Alison Barkoff is the Director of Advocacy at the Center for Public Representation. She works on policy and litigation related to community integration and inclusion of people with disabilities, including Olmstead enforcement, Medicaid policy, employment, housing, and education. She is a co-chair of the Long-Term Services and Supports Task Force of the Consortium of Citizens with Disabilities and served as an appointed member of the Federal Advisory Committee for Competitive Integrated Employment of People with Disabilities. From 2010 to 2014, she served as Special Counsel for Olmstead Enforcement in the Civil Rights Division of the Department of Justice. During her time with the federal government, Ms. Barkoff also worked with the Centers for Medicare & Medicaid Services and the Department of Labor on disability issues. She has previously worked at the Bazelon Center for Mental Health Law and at a number of other public interest organizations on disability litigation and policy.

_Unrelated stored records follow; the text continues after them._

impl Template {
    /// The template serving `view`
    pub fn for_view(view: ViewKind) -> &'static Template {
        match view {
            ViewKind::Grower => &GROWER,
            ViewKind::Roaster => &ROASTER,
            ViewKind::Barista => &BARISTA,
            ViewKind::Detail => &DETAIL,
        }
    }

    /// Variables every accepted row must bind
    pub fn required_vars(&self) -> impl Iterator<Item = &'static str> {
        let required: &'static [Pattern] = self.required;
        std::iter::once(self.subject).chain(required.iter().flat_map(|p| p.vars.iter().copied()))
    }

    /// Scalar variables in SELECT (and GROUP BY) order
    pub fn scalar_vars(&self) -> Vec<&'static str> {
        let optional: &'static [Pattern] = self.optional;
        self.required_vars()
            .chain(optional.iter().flat_map(|p| p.vars.iter().copied()))
            .collect()
    }

    /// Render a listing query with `filters` spliced into the WHERE clause
    pub fn render(&self, ns: &NamespaceManager, filters: &FilterSet) -> String {
        self.render_with(ns, None, &compose(filters, self.subject, self.scope))
    }

    /// Render a query pinned to one subject
    pub fn render_for(&self, ns: &NamespaceManager, subject: &NamedNode) -> String {
        self.render_with(ns, Some(subject), "")
    }

    fn render_with(&self, ns: &NamespaceManager, pinned: Option<&NamedNode>, fragment: &str) -> String {
        let s = self.subject;
        let scalars: Vec<String> = self.scalar_vars().iter().map(|v| format!("?{v}")).collect();
        let separator = string_literal(LIST_SEPARATOR);
        let pattern = |text: &str| text.replace("{s}", s);

        let mut q = ns.prologue();
        let _ = writeln!(q, "SELECT {}", scalars.join(" "));
        for agg in self.aggregates {
            let _ = writeln!(
                q,
                "       (GROUP_CONCAT(DISTINCT ?{}; separator={}) AS ?{})",
                agg.var, separator, agg.alias
            );
        }
        q.push_str("WHERE {\n");
        if let Some(node) = pinned {
            let _ = writeln!(q, "    VALUES ?{s} {{ {node} }}");
        }
        if let Some(class) = self.class {
            let _ = writeln!(q, "    ?{s} a {class} .");
        }
        for required in self.required {
            let _ = writeln!(q, "    {} .", pattern(required.text));
        }
        for optional in self.optional {
            let _ = writeln!(q, "    OPTIONAL {{ {} }}", pattern(optional.text));
        }
        for context in self.context {
            let _ = writeln!(q, "    OPTIONAL {{ {} }}", pattern(context));
        }
        for agg in self.aggregates {
            let _ = writeln!(q, "    OPTIONAL {{ {} }}", pattern(agg.pattern));
        }
        for line in fragment.lines() {
            let _ = writeln!(q, "    {line}");
        }
        q.push_str("}\n");
        let _ = writeln!(q, "GROUP BY {}", scalars.join(" "));
        match self.order {
            SortOrder::Natural => {}
            SortOrder::Ascending(var) => {
                let _ = writeln!(q, "ORDER BY ?{var}");
            }
            SortOrder::Descending(var) => {
                let _ = writeln!(q, "ORDER BY DESC(?{var})");
            }
        }
        q
    }
}

/// Inventory totals across every lot with both stock and price, regardless
/// of any active filter
pub fn inventory_stats(ns: &NamespaceManager) -> String {
    format!(
        "{}SELECT (SUM(?value) AS ?grandTotal) (SUM(?stock) AS ?totalStock)\n\
         WHERE {{\n\
         \x20   ?lot a :CoffeeLot ; :hasStockKg ?stock ; :hasPrice ?price .\n\
         \x20   BIND(?stock * ?price AS ?value)\n\
         }}\n",
        ns.prologue()
    )
}

/// Other items sharing `origin`, never `source` itself
pub fn recommendations(
    ns: &NamespaceManager,
    source: &NamedNode,
    origin: &NamedNode,
    limit: usize,
) -> String {
    format!(
        "{}SELECT ?rec ?recName ?recPrice\n\
         WHERE {{\n\
         \x20   ?rec :hasDerivedOrigin {origin} .\n\
         \x20   ?rec rdfs:label ?recName .\n\
         \x20   OPTIONAL {{ ?rec :hasPrice ?recPrice }}\n\
         \x20   FILTER (?rec != {source})\n\
         }}\n\
         LIMIT {limit}\n",
        ns.prologue()
    )
}

/// Distinct labels of the resources reached through `relation`
pub fn distinct_labels(ns: &NamespaceManager, relation: &str) -> String {
    format!(
        "{}SELECT DISTINCT ?label\n\
         WHERE {{\n\
         \x20   ?s {relation} ?o . ?o rdfs:label ?label .\n\
         }}\n\
         ORDER BY ?label\n",
        ns.prologue()
    )
}

#[cfg(test)]
mod tests {
    use super::*;

    fn ns() -> NamespaceManager {
        NamespaceManager::new("http://kopiverse.org/ontology#")
    }

    #[test]
    fn test_for_view() {
        assert_eq!(Template::for_view(ViewKind::Grower).subject, "lot");
        assert_eq!(Template::for_view(ViewKind::Barista).subject, "bev");
        assert_eq!(Template::for_view(ViewKind::Detail).view, ViewKind::Detail);
    }

    #[test]
    fn test_grower_query_shape() {
        let q = GROWER.render(&ns(), &FilterSet::none());

        assert!(q.starts_with("PREFIX : <http://kopiverse.org/ontology#>\n"));
        assert!(q.contains("SELECT ?lot ?name ?price ?harvest ?organic ?score\n"));
        assert!(q.contains(
            "(GROUP_CONCAT(DISTINCT ?flavorLabel; separator=\"|\") AS ?flavors)"
        ));
        assert!(q.contains("    ?lot a :CoffeeLot .\n"));
        assert!(q.contains("    ?lot :hasPrice ?price .\n"));
        assert!(q.contains("    OPTIONAL { ?lot :isOrganic ?organic }\n"));
        assert!(q.contains("GROUP BY ?lot ?name ?price ?harvest ?organic ?score\n"));
        assert!(q.trim_end().ends_with("ORDER BY DESC(?price)"));
        assert!(!q.contains("{s}"));
    }

    #[test]
    fn test_keyword_context_is_bound() {
        // Keyword filter needs ?ingLabel even on lot views
        for template in [&GROWER, &ROASTER, &BARISTA] {
            let q = template.render(&ns(), &FilterSet::none());
            assert!(q.contains("AS ?ingLabel)"), "{:?}", template.view);
            assert!(q.contains("?flavorLabel"), "{:?}", template.view);
            assert!(q.contains("rdfs:label ?name"), "{:?}", template.view);
        }
    }

    #[test]
    fn test_keyword_filters_before_aggregation() {
        let filters = FilterSet::builder().keyword("berry").build().unwrap();
        let q = GROWER.render(&ns(), &filters);

        // Same group as the flavor OPTIONAL, after it and before GROUP BY
        let flavor = q.find("OPTIONAL { ?lot :hasFlavorNote").unwrap();
        let keyword = q.find("FILTER (CONTAINS(LCASE(STR(?name))").unwrap();
        let group_by = q.find("GROUP BY").unwrap();
        assert!(flavor < keyword && keyword < group_by);
        assert!(!q.contains("EXISTS"));
    }

    #[test]
    fn test_filter_fragment_spliced_inside_where() {
        let filters = FilterSet::builder().keyword("gayo").origin("Aceh").build().unwrap();
        let q = ROASTER.render(&ns(), &filters);

        let where_start = q.find("WHERE {").unwrap();
        let where_end = q.find("\n}\nGROUP BY").unwrap();
        let body = &q[where_start..where_end];
        assert!(body.contains("CONTAINS(LCASE(STR(?name)), \"gayo\")"));
        assert!(body.contains("?lot :hasDerivedOrigin ?originFilter . ?originFilter rdfs:label \"Aceh\" ."));
        assert!(!q.contains("ORDER BY"));
    }

    #[test]
    fn test_roaster_exposes_superset() {
        let vars = ROASTER.scalar_vars();
        for var in ["shrink", "rest", "ferm", "acid", "body", "firstCrack", "stock", "origin"] {
            assert!(vars.contains(&var), "missing {var}");
        }
        let q = ROASTER.render(&ns(), &FilterSet::none());
        assert!(q.contains("AS ?certs)"));
    }

    #[test]
    fn test_barista_query() {
        let filters = FilterSet::builder().vegan(true).origin("Gayo").build().unwrap();
        let q = BARISTA.render(&ns(), &filters);

        assert!(q.contains("?bev a :CoffeeBeverage ."));
        assert!(q.contains("FILTER NOT EXISTS { ?bev :hasIngredient :Cream }"));
        assert!(!q.contains("originFilter"));
        assert!(q.trim_end().ends_with("ORDER BY ?name"));
        // Label lookup precedes the COALESCE that reads it
        let base = q.find("?bev :brewedFrom ?base").unwrap();
        assert!(q[base..].find("OPTIONAL { ?base rdfs:label").unwrap() < q[base..].find("BIND").unwrap());
    }

    #[test]
    fn test_detail_pinned_subject() {
        let node = ns().resource("GayoWineLot").unwrap();
        let q = DETAIL.render_for(&ns(), &node);

        assert!(q.contains("    VALUES ?s { <http://kopiverse.org/ontology#GayoWineLot> }\n"));
        assert!(q.contains("?originUri rdfs:label ?originName"));
        assert!(q.contains("OPTIONAL { ?farm :hasAltitude ?altitude }"));
        assert!(!q.contains(" a :Coffee"));
        assert!(DETAIL.scalar_vars().contains(&"originUri"));
    }

    #[test]
    fn test_auxiliary_queries() {
        let ns = ns();
        let stats = inventory_stats(&ns);
        assert!(stats.contains("SUM(?value) AS ?grandTotal"));
        assert!(stats.contains("SUM(?stock) AS ?totalStock"));

        let source = ns.resource("GayoWineLot").unwrap();
        let origin = ns.resource("AcehGayo").unwrap();
        let rec = recommendations(&ns, &source, &origin, 3);
        assert!(rec.contains("?rec :hasDerivedOrigin <http://kopiverse.org/ontology#AcehGayo> ."));
        assert!(rec.contains("FILTER (?rec != <http://kopiverse.org/ontology#GayoWineLot>)"));
        assert!(rec.trim_end().ends_with("LIMIT 3"));

        let origins = distinct_labels(&ns, ":hasDerivedOrigin");
        assert!(origins.contains("SELECT DISTINCT ?label"));
        assert!(origins.contains("?s :hasDerivedOrigin ?o . ?o rdfs:label ?label ."));
    }
}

Evan Nodvin is a proud member of the Georgia Council on Developmental Disabilities as one of seven Georgia self-advocates on the Council. Evan works at the Marcus Jewish Community Center of Atlanta as a Courtesy Assistant at the Health Club at the MJCCA. He is a graduate of Partners in Policy Making, a past Buddy of the Year for the Down Syndrome Association of Atlanta, a co-chair of the Special Friends Sabbath Inclusion Program at Congregation B'nai Torah in Atlanta and a gold medal Special Olympian in Power Lifting and Bocce Ball. He graduated Chamblee High School in the class of 2000. Evan belongs to several social groups and enjoys bowling, yoga, cooking classes, dances, tennis, kickball, acting through Habima Theater and biking. He lives in an apartment with a roommate of his choice and gets supports through his Medicaid Waiver. He takes pride in speaking to small and large audiences about employment and self-advocacy.